Retaining this futurist outlook, the work experiments with artificial intelligence (AI) for audio and visual elements, as a future creative tool. Repeated text-based instructions developed machine learning over time, training AI to the artist’s style. 540 paintings, archive animations and avatar voices were created using AI tools, however not all components are AI – challenging the audience to wonder which aspects are human or artificial.

Vacuum

This soundscape presents a woman’s journey home after a Saturday night out, thematically underpinned by the ‘Reclaim These Streets’ movement, which aims to make streets safe. The work was inspired by the murder of Sarah Everard at the hands of a Metropolitan Police Officer and aims to generate empathy around the experience of street crime, ask the listener to question what can be done and raise a call to action for all.

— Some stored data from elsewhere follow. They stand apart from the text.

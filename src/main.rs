use anyhow::{Context, Result};
use clap::{Parser, Subcommand};
use std::path::PathBuf;
use std::sync::Arc;
use std::time::Duration;
use swarmd::config::{SwarmdConfig, SwarmdToml};
use swarmd::health::HealthDaemon;
use swarmd::mux::{MuxAdapter, TmuxAdapter};
use swarmd::phase_engine::PhaseEngine;
use swarmd::store::StateStore;
use swarmd::supervisor::WorkerSupervisor;
use swarmd::toolsurface::ToolSurface;
use tracing_subscriber::prelude::*;

#[derive(Parser)]
#[command(name = "swarmd")]
#[command(version, about = "Multi-agent orchestration daemon")]
pub struct Cli {
    #[arg(short, long, global = true)]
    pub verbose: bool,

    /// Workspace directory the daemon operates on (registry, task dirs, logs).
    #[arg(long, global = true)]
    pub workspace: Option<PathBuf>,

    #[command(subcommand)]
    pub command: Commands,
}

#[derive(Subcommand)]
pub enum Commands {
    /// Run the daemon: spawn the health scanner and keep the process alive.
    Serve,
    /// Show overall workspace status (task counts by state).
    Status,
    /// Inspect tasks tracked in the global index.
    Task {
        #[command(subcommand)]
        command: TaskCommands,
    },
    /// Run a single health scan pass and print the report.
    HealthScan,
    /// View or validate configuration.
    Config {
        #[command(subcommand)]
        command: Option<ConfigCommands>,
    },
}

#[derive(Subcommand)]
pub enum TaskCommands {
    /// List all tasks in the global index.
    List,
}

#[derive(Subcommand, Clone)]
pub enum ConfigCommands {
    /// Show the effective configuration.
    Show,
    /// Validate `swarmd.toml` and print warnings.
    Validate,
    /// Write a default `swarmd.toml` to the workspace.
    Init,
}

#[tokio::main]
async fn main() -> Result<()> {
    let cli = Cli::parse();
    let workspace = match cli.workspace.clone() {
        Some(dir) => dir,
        None => std::env::current_dir().context("failed to get current directory")?.join(".swarmd"),
    };

    let config = SwarmdConfig::load(workspace.clone(), cli.verbose)?;
    config.ensure_directories()?;

    match &cli.command {
        Commands::Serve => cmd_serve(config).await?,
        Commands::Status => cmd_status(&config)?,
        Commands::Task { command } => match command {
            TaskCommands::List => cmd_task_list(&config)?,
        },
        Commands::HealthScan => cmd_health_scan(config).await?,
        Commands::Config { command } => cmd_config(&config, command.clone())?,
    }

    Ok(())
}

/// Maximum log file size before rotation.
const MAX_LOG_SIZE_BYTES: u64 = 10 * 1024 * 1024;

/// Number of rotated log files kept (swarmd.log.1, .2, .3).
const MAX_ROTATED_LOGS: u32 = 3;

/// Rotate `log_path` if it's grown past `MAX_LOG_SIZE_BYTES`: shift
/// `swarmd.log` -> `swarmd.log.1` -> `swarmd.log.2` -> `swarmd.log.3`,
/// dropping the oldest. Best-effort: rotation failures never block startup.
fn rotate_log_if_needed(log_path: &std::path::Path) {
    let size = match std::fs::metadata(log_path) {
        Ok(m) => m.len(),
        Err(_) => return,
    };
    if size < MAX_LOG_SIZE_BYTES {
        return;
    }

    let log_str = log_path.display().to_string();
    for i in (1..MAX_ROTATED_LOGS).rev() {
        let _ = std::fs::rename(format!("{log_str}.{i}"), format!("{log_str}.{}", i + 1));
    }
    let _ = std::fs::rename(log_path, format!("{log_str}.1"));
}

fn init_logging(config: &SwarmdConfig) -> Result<tracing_appender::non_blocking::WorkerGuard> {
    let log_dir = config.workspace_base.join("logs");
    std::fs::create_dir_all(&log_dir).context("failed to create log directory")?;
    let log_path = log_dir.join("swarmd.log");
    rotate_log_if_needed(&log_path);

    // Rotation happens above at startup; the appender itself never rolls,
    // so a single process run writes to one file checked at its next start.
    let file_appender = tracing_appender::rolling::never(&log_dir, "swarmd.log");
    let (non_blocking, guard) = tracing_appender::non_blocking(file_appender);

    let default_level = if config.verbose { "debug" } else { "info" };
    let filter = tracing_subscriber::EnvFilter::try_from_default_env()
        .unwrap_or_else(|_| tracing_subscriber::EnvFilter::new(format!("swarmd={default_level}")));

    tracing_subscriber::registry()
        .with(filter)
        .with(tracing_subscriber::fmt::layer().with_writer(non_blocking).with_ansi(false))
        .init();

    Ok(guard)
}


struct Daemon {
    #[allow(dead_code)]
    store: Arc<StateStore>,
    #[allow(dead_code)]
    supervisor: Arc<WorkerSupervisor>,
    #[allow(dead_code)]
    phase_engine: Arc<PhaseEngine>,
    health: Arc<HealthDaemon>,
    #[allow(dead_code)]
    tool_surface: Arc<ToolSurface>,
}

fn build_daemon(config: SwarmdConfig) -> Result<Daemon> {
    let store = Arc::new(StateStore::open(config.clone()).context("failed to open state store")?);
    let mux: Arc<dyn MuxAdapter> = Arc::new(TmuxAdapter::new(config.mux_binary.clone()));
    let supervisor = Arc::new(WorkerSupervisor::new(Arc::clone(&store), Arc::clone(&mux), config.clone()));
    let phase_engine = Arc::new(PhaseEngine::new(Arc::clone(&store), Arc::clone(&supervisor), config.clone()));
    let health = Arc::new(HealthDaemon::new(
        Arc::clone(&store),
        Arc::clone(&mux),
        Duration::from_secs(config.health_scan_interval_secs),
    ));
    let tool_surface = Arc::new(ToolSurface::new(Arc::clone(&phase_engine), Arc::clone(&supervisor), Arc::clone(&health)));

    Ok(Daemon { store, supervisor, phase_engine, health, tool_surface })
}

async fn cmd_serve(config: SwarmdConfig) -> Result<()> {
    let _log_guard = init_logging(&config)?;
    tracing::info!(target: "swarmd::main", workspace = %config.workspace_base.display(), "starting swarmd");

    let daemon = build_daemon(config)?;
    let health = Arc::clone(&daemon.health);
    let scanner = tokio::spawn(async move { health.run_periodic().await });

    wait_for_shutdown_signal().await;
    tracing::info!(target: "swarmd::main", "shutdown signal received, stopping");
    scanner.abort();
    Ok(())
}

#[cfg(unix)]
async fn wait_for_shutdown_signal() {
    use tokio::signal::unix::{signal, SignalKind};
    let mut sigterm = match signal(SignalKind::terminate()) {
        Ok(s) => s,
        Err(_) => {
            let _ = tokio::signal::ctrl_c().await;
            return;
        }
    };
    tokio::select! {
        _ = sigterm.recv() => {}
        _ = tokio::signal::ctrl_c() => {}
    }
}

#[cfg(not(unix))]
async fn wait_for_shutdown_signal() {
    let _ = tokio::signal::ctrl_c().await;
}

fn cmd_status(config: &SwarmdConfig) -> Result<()> {
    let store = StateStore::open(config.clone())?;
    let entries = store.read_index().unwrap_or_default();

    println!();
    println!("swarmd workspace status");
    println!("========================");
    println!("Workspace: {}", config.workspace_base.display());
    println!();

    if entries.is_empty() {
        println!("No tasks tracked yet.");
        println!();
        return Ok(());
    }

    let mut active = 0;
    let mut completed = 0;
    let mut failed = 0;
    for entry in &entries {
        match entry.status {
            swarmd_common::TaskStatus::Completed => completed += 1,
            swarmd_common::TaskStatus::Failed => failed += 1,
            _ => active += 1,
        }
    }

    println!("Tasks: {} total ({active} active, {completed} completed, {failed} failed)", entries.len());
    println!();
    Ok(())
}

fn cmd_task_list(config: &SwarmdConfig) -> Result<()> {
    let store = StateStore::open(config.clone())?;
    let entries = store.read_index().unwrap_or_default();

    println!();
    println!("{:<40} {:<12} {}", "Task", "Status", "Description");
    println!("{:<40} {:<12} {}", "----", "------", "-----------");
    for entry in &entries {
        println!("{:<40} {:<12?} {}", entry.task_id, entry.status, entry.description);
    }
    println!();
    Ok(())
}

async fn cmd_health_scan(config: SwarmdConfig) -> Result<()> {
    let daemon = build_daemon(config)?;
    let report = daemon.health.scan().await;
    println!();
    println!("Health scan report");
    println!("==================");
    println!("Scanned tasks:      {}", report.scanned_tasks);
    println!("Terminated workers:  {}", report.terminated_workers.len());
    for worker_id in &report.terminated_workers {
        println!("  - {worker_id}");
    }
    println!("Escalated reviews:   {}", report.escalated_reviews.len());
    for review_id in &report.escalated_reviews {
        println!("  - {review_id}");
    }
    println!("Orphan sessions:     {}", report.orphan_sessions.len());
    for session in &report.orphan_sessions {
        println!("  - {session}");
    }
    println!();
    Ok(())
}

fn cmd_config(config: &SwarmdConfig, command: Option<ConfigCommands>) -> Result<()> {
    let toml_path = config.workspace_base.join("swarmd.toml");

    match command {
        None | Some(ConfigCommands::Show) => {
            println!();
            println!("swarmd configuration");
            println!("=====================");
            println!();
            println!("Config file: {}", toml_path.display());
            println!("(exists: {})", toml_path.exists());
            println!();
            println!("Effective values:");
            println!("  max_agents = {}", config.max_agents);
            println!("  max_depth = {}", config.max_depth);
            println!("  max_concurrent = {}", config.max_concurrent);
            println!("  min_free_disk_bytes = {}", config.min_free_disk_bytes);
            println!("  health_scan_interval_secs = {}", config.health_scan_interval_secs);
            println!("  default_reviewer_count = {}", config.default_reviewer_count);
            println!("  agent_binary = \"{}\"", config.agent_binary);
            println!("  mux_binary = \"{}\"", config.mux_binary);
            println!();
        }
        Some(ConfigCommands::Validate) => {
            println!();
            println!("Validating configuration...");
            println!();
            if !toml_path.exists() {
                println!("No swarmd.toml found. Using defaults (valid).");
                println!();
                return Ok(());
            }
            let toml = SwarmdToml::load(&toml_path)?;
            let warnings = toml.validate();
            if warnings.is_empty() {
                println!("Configuration is valid.");
            } else {
                println!("Configuration warnings:");
                for warning in warnings {
                    println!("  - {warning}");
                }
            }
            println!();
        }
        Some(ConfigCommands::Init) => {
            if toml_path.exists() {
                println!("swarmd.toml already exists at {}", toml_path.display());
                println!("Delete it first if you want to recreate it.");
                return Ok(());
            }
            std::fs::create_dir_all(&config.workspace_base)?;
            let toml = SwarmdToml::default();
            let raw = toml::to_string_pretty(&toml).context("failed to render default swarmd.toml")?;
            std::fs::write(&toml_path, raw).with_context(|| format!("failed to write {}", toml_path.display()))?;
            println!("Created swarmd.toml at {}", toml_path.display());
            println!();
            println!("You can now customize:");
            println!("  - [limits] max_agents, max_depth, max_concurrent, min_free_disk_mb");
            println!("  - [daemon] health_scan_interval_secs, default_reviewer_count, agent_binary, mux_binary");
            println!();
        }
    }

    Ok(())
}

All the sounds in the work are representational. For example: (1) Seven steps are used as rhythmic musique concrete throughout – The Seven Steps programme from Plan International shows how to be an active bystander near a woman walking alone at night. (2) Gas stove sounds are used to illustrate the ‘gas-lighting’ of women’s experience. (Gas lighting is a form of psychological manipulation where a false narrative leads to someone questioning their own reality.)

Vacuum

The Materiality of Sound

This installation and research project presents the encounter of sound through materials and forms, and how the experience differs from scientific acoustics expectations. The work explores the effect of shape and structure on sound activation, and cultural perspectives of materiality in creativity. The piece extends the work of the 1960s Light and Space Art Movement (LAS), which exploited the interaction of light and materials. The addition of sound aims to develop the LAS concept in a contemporary context, encouraging the viewer to immerse in the work over an extended period, changing the personal mechanisms of perception over time, in a rejection of the distractions and anxiety of current day “always-on” communications.

Materiality 1

Materiality 2

Deora

This short art film explores the alteration of relationships and the land because of the pandemic – both forced separation and forced proximity (Deora means tears in Gaelic). The work acts as a memory, capturing moments in time and reflecting our need for physical social interaction as well as physical space. The sound and poetry is inspired by the land, starting with a group of women ‘wind singing’ during Storm Arwen on the Isle of Skye and ending with a newly composed score sung by a choir singing in the sea. The primary influence for the piece was author Isak Dinesen’s quote “The cure for anything is salt water – sweat, tears, sea”.